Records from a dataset
# # # #

//! Metadata Error Types
//!
//! This module provides structured errors using `exn` for automatic location
//! tracking and error tree construction.

use derive_more::{Display, Error};

/// A metadata error with automatic location tracking.
pub type Error = exn::Exn<ErrorKind>;
/// Result type alias for metadata operations.
pub type Result<T> = std::result::Result<T, Error>;

/// Actionable error categories.
///
/// These describe what the caller should *do*, not what went wrong internally.
/// None of them is fatal to a sync run: the [`Resolver`](crate::Resolver)
/// logs them and carries on without metadata.
#[derive(Debug, Display, Error, Clone, PartialEq, Eq)]
pub enum ErrorKind {
    /// No API key configured.
    #[display("metadata provider credential is missing")]
    MissingCredential,
    /// The request never produced a response (connection, TLS, timeout).
    #[display("metadata request failed")]
    Request,
    /// The provider answered with a non-success HTTP status.
    #[display("metadata provider responded with HTTP {_0}")]
    Status(#[error(not(source))] u16),
    /// The response body is not what the provider documents.
    #[display("malformed metadata response")]
    InvalidResponse,
}

impl ErrorKind {
    /// Returns `true` if retrying might succeed.
    pub fn is_retryable(&self) -> bool {
        match self {
            Self::Request => true,
            Self::Status(status) => *status == 429 || *status >= 500,
            Self::MissingCredential | Self::InvalidResponse => false,
        }
    }
}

# # # #

**Task statement:** The entries above should be copied out exactly, with none left out.

**Written answer:**
//! Metadata Error Types
//!
//! This module provides structured errors using `exn` for automatic location
//! tracking and error tree construction.

use derive_more::{Display, Error};

/// A metadata error with automatic location tracking.
pub type Error = exn::Exn<ErrorKind>;
/// Result type alias for metadata operations.
pub type Result<T> = std::result::Result<T, Error>;

/// Actionable error categories.
///
/// These describe what the caller should *do*, not what went wrong internally.
/// None of them is fatal to a sync run: the [`Resolver`](crate::Resolver)
/// logs them and carries on without metadata.
#[derive(Debug, Display, Error, Clone, PartialEq, Eq)]
pub enum ErrorKind {
    /// No API key configured.
    #[display("metadata provider credential is missing")]
    MissingCredential,
    /// The request never produced a response (connection, TLS, timeout).
    #[display("metadata request failed")]
    Request,
    /// The provider answered with a non-success HTTP status.
    #[display("metadata provider responded with HTTP {_0}")]
    Status(#[error(not(source))] u16),
    /// The response body is not what the provider documents.
    #[display("malformed metadata response")]
    InvalidResponse,
}

impl ErrorKind {
    /// Returns `true` if retrying might succeed.
    pub fn is_retryable(&self) -> bool {
        match self {
            Self::Request => true,
            Self::Status(status) => *status == 429 || *status >= 500,
            Self::MissingCredential | Self::InvalidResponse => false,
        }
    }
}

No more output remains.